La prima domanda, cui è dedicata la seconda parte dell’opera, è già nota, ricorre in filosofia fin dai tempi di Descartes e riguarda il famoso “argomento dell’ignoranza”. In questo contesto, la tesi di Chalmers si pone nei seguenti termini: non possiamo sapere di non trovarci in una simulazione, di non essere dunque individui simulati. Ne consegue perciò che non possiamo conoscere il mondo esterno per com’è realmente. Posta una serie notevole di assunzioni potremmo ammettere senza difficoltà che un mondo simulato sarebbe assolutamente indistinguibile da un mondo non simulato e, come nel famoso aneddoto di Zhuangzi, che sogna di essere una farfalla, non è chiaro all’uomo se sia egli a sognare di essere l’insetto o l’insetto a sognare di essere l’uomo. Chalmers ammette che l’ipotesi della simulazione non è “scientifica” nel senso popperiano del termine, non è in alcun modo falsificabile; è pur vero, tuttavia, che al di là della rigidità del criterio di Popper, l’ipotesi in questione ha una sostanziale componente filosofica che forse non pretende di rispondere a certi criteri di scientificità.

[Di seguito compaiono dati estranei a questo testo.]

//! Print-path step execution
//!
//! Drives a [`PrintScheduler`] and performs each step against the link,
//! the projector and the status display. Every link burst locks the link,
//! re-checks the run's cancellation flag under the lock, writes, and
//! closes the port again before releasing it.

use embedded_hal_async::delay::DelayNs;
use stratum_core::config::ExposureConfig;
use stratum_core::job::Job;
use stratum_core::link::{LinkError, MotionLink};
use stratum_core::scheduler::{PrintScheduler, PrintStep, RunOutcome};
use stratum_core::status::StatusMessage;
use stratum_core::traits::{Hold, Projector};
use stratum_display::DisplayBackend;
use stratum_hal::Uart;
use stratum_protocol::{MotionCommand, MotionSequence};
use tracing::{debug, info, warn};

use crate::channels::SharedLink;
use crate::config::TimingConfig;
use crate::shared::PanelShared;

/// Executes one run at a time
pub struct PrintRunner<'a, P, B, J, H, D> {
    link: &'a SharedLink<P>,
    shared: &'a PanelShared<B>,
    projector: J,
    hold: H,
    delay: D,
    timing: TimingConfig,
}

impl<'a, P, B, J, H, D> PrintRunner<'a, P, B, J, H, D>
where
    P: Uart,
    B: DisplayBackend,
    J: Projector,
    H: Hold,
    D: DelayNs,
{
    pub fn new(
        link: &'a SharedLink<P>,
        shared: &'a PanelShared<B>,
        projector: J,
        hold: H,
        delay: D,
        timing: TimingConfig,
    ) -> Self {
        Self {
            link,
            shared,
            projector,
            hold,
            delay,
            timing,
        }
    }

    pub fn projector_mut(&mut self) -> &mut J {
        &mut self.projector
    }

    /// Print `job` to completion or cancellation
    pub async fn run(&mut self, job: &Job<J::Image>, exposure: ExposureConfig) -> RunOutcome {
        let mut scheduler =
            PrintScheduler::new(exposure, job.layer_count(), job.layer_thickness_mm());
        let mut outcome = RunOutcome::Cancelled;

        while let Some(step) = scheduler.next(self.shared.is_cancelled()) {
            match step {
                PrintStep::Begin {
                    layer_count,
                    thickness_mm,
                } => self.begin(layer_count, thickness_mm).await,
                PrintStep::Publish(progress) => {
                    self.shared.show_progress(&progress);
                    self.shared.advance_run(progress.index);
                }
                PrintStep::Expose { index, hold_ms } => self.expose(job, index, hold_ms).await,
                PrintStep::Rise {
                    index,
                    overshoot_mm,
                    length_mm,
                } => self.rise(index, overshoot_mm, length_mm).await,
                PrintStep::Pause { pause_ms, .. } => {
                    self.hold.hold(pause_ms).await;
                }
                PrintStep::Finish(result) => {
                    self.finish(result).await;
                    outcome = result;
                }
            }
        }

        outcome
    }

    async fn begin(&mut self, layer_count: usize, thickness_mm: f64) {
        info!(layer_count, thickness_mm, "print started");
        self.shared.set_lines(
            "Printing...",
            &format!("H:{thickness_mm:.3} N:{layer_count}"),
        );

        let link = self.link;
        let mut link = link.lock().await;
        if let Err(e) = link.reset_cycle() {
            warn!(error = %e, "link reset failed");
        }
        if let Err(e) = link.send_sequence(MotionSequence::Home) {
            warn!(error = %e, "home sequence failed");
        }

        let ready = link.wait_ready(
            &mut self.delay,
            self.timing.ready_timeout_ms,
            self.timing.probe_interval_ms,
        );
        match self.hold.guard(ready).await {
            Some(Ok(())) => debug!("motion board ready"),
            Some(Err(e)) => warn!(error = %e, "motion board not ready, printing anyway"),
            None => debug!("stopped while waiting for the motion board"),
        }
        link.close();
    }

    async fn expose(&mut self, job: &Job<J::Image>, index: usize, hold_ms: u64) {
        let Some(layer) = job.layer(index) else {
            warn!(index, "layer missing from job");
            return;
        };

        debug!(index, z_mm = layer.z_mm, hold_ms, "exposing layer");
        self.projector.show(&layer.image);
        if index == 0 {
            self.burst(|link| link.send(&MotionCommand::ShutterOpen))
                .await;
        }
        self.hold.hold(hold_ms).await;
        self.projector.hide();
    }

    async fn rise(&mut self, index: usize, overshoot_mm: f64, length_mm: f64) {
        {
            let mut link = self.link.lock().await;
            if self.shared.is_cancelled() {
                return;
            }
            if let Err(e) = link.reopen() {
                warn!(error = %e, "link reopen failed");
            }
        }

        if self.hold.hold(self.timing.rise_settle_ms).await.is_cancelled() {
            return;
        }

        debug!(index, overshoot_mm, length_mm, "peel");
        let peel = MotionCommand::Peel {
            overshoot_mm,
            length_mm,
        };
        self.burst(|link| {
            link.send(&MotionCommand::Relative)?;
            link.send(&peel)?;
            link.send(&MotionCommand::Absolute)
        })
        .await;
    }

    async fn finish(&mut self, outcome: RunOutcome) {
        match outcome {
            RunOutcome::Completed => {
                self.burst(|link| {
                    link.send_sequence(MotionSequence::Park)?;
                    link.send(&MotionCommand::ShutterClose)
                })
                .await;
                self.projector.hide();
                self.shared.show(StatusMessage::PrintFinished);
            }
            // STOP has already raised the platform; only the shutter is left
            RunOutcome::Cancelled => {
                self.burst_unchecked(|link| link.send(&MotionCommand::ShutterClose))
                    .await;
                self.projector.hide();
            }
            RunOutcome::Empty => {
                self.projector.hide();
                self.shared.show(StatusMessage::PrintFinished);
            }
        }
        info!(?outcome, "print ended");
    }

    /// Write and close; skipped if the run was cancelled
    ///
    /// Opens the port first unless a preceding step left it open.
    async fn burst<F>(&mut self, write: F)
    where
        F: FnOnce(&mut MotionLink<P>) -> Result<(), LinkError>,
    {
        let mut link = self.link.lock().await;
        if self.shared.is_cancelled() {
            debug!("link burst skipped, run cancelled");
            link.close();
            return;
        }
        send_burst(&mut link, write);
    }

    async fn burst_unchecked<F>(&mut self, write: F)
    where
        F: FnOnce(&mut MotionLink<P>) -> Result<(), LinkError>,
    {
        let mut link = self.link.lock().await;
        send_burst(&mut link, write);
    }
}

fn send_burst<P: Uart>(
    link: &mut MotionLink<P>,
    write: impl FnOnce(&mut MotionLink<P>) -> Result<(), LinkError>,
) {
    if let Err(e) = link.open().and_then(|()| write(link)) {
        warn!(error = %e, "link write failed");
    }
    link.close();
}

Il tema della simulazione chiama in causa notevoli dubbi scettici. Non è chiaro come si possa escludere che un dispositivo per la realtà virtuale non ci stia ingannando anche in questo momento. Chalmers ricorda il demone maligno di cartesiana memoria e la più attuale ipotesi del cervello-in-una-vasca di Hilary Putnam che si avvicina rapidamente all’ipotesi della simulazione difesa dall’A., la cui minaccia appare in questo contesto, citando Barry Dainton, molto più reale di quella rappresentata dai suoi predecessori.

La domanda epistemologica sull’ipotesi della simulazione è evidentemente legata a quella sulla realtà. Se infatti consideriamo i contenuti di una simulazione soltanto illusioni e ci è contemporaneamente impossibile escludere di vivere in una simulazione, allora ci troviamo necessariamente in uno scenario scettico e non abbiamo nessuna possibilità di conoscere alcunché. Chalmers si lancia anche in una provocazione. Afferma infatti che non soltanto non possiamo sapere di non essere in una simulazione, ma che anzi questo sembra uno scenario addirittura probabile. C’è da aspettarsi che una popolazione non simulata, in grado di creare simulazioni, ne produca in grande quantità. Per ogni popolazione non simulata ci sarà perciò un numero ampio di popolazioni simulate, il che fa crescere esponenzialmente la probabilità statistica di essere una di esse.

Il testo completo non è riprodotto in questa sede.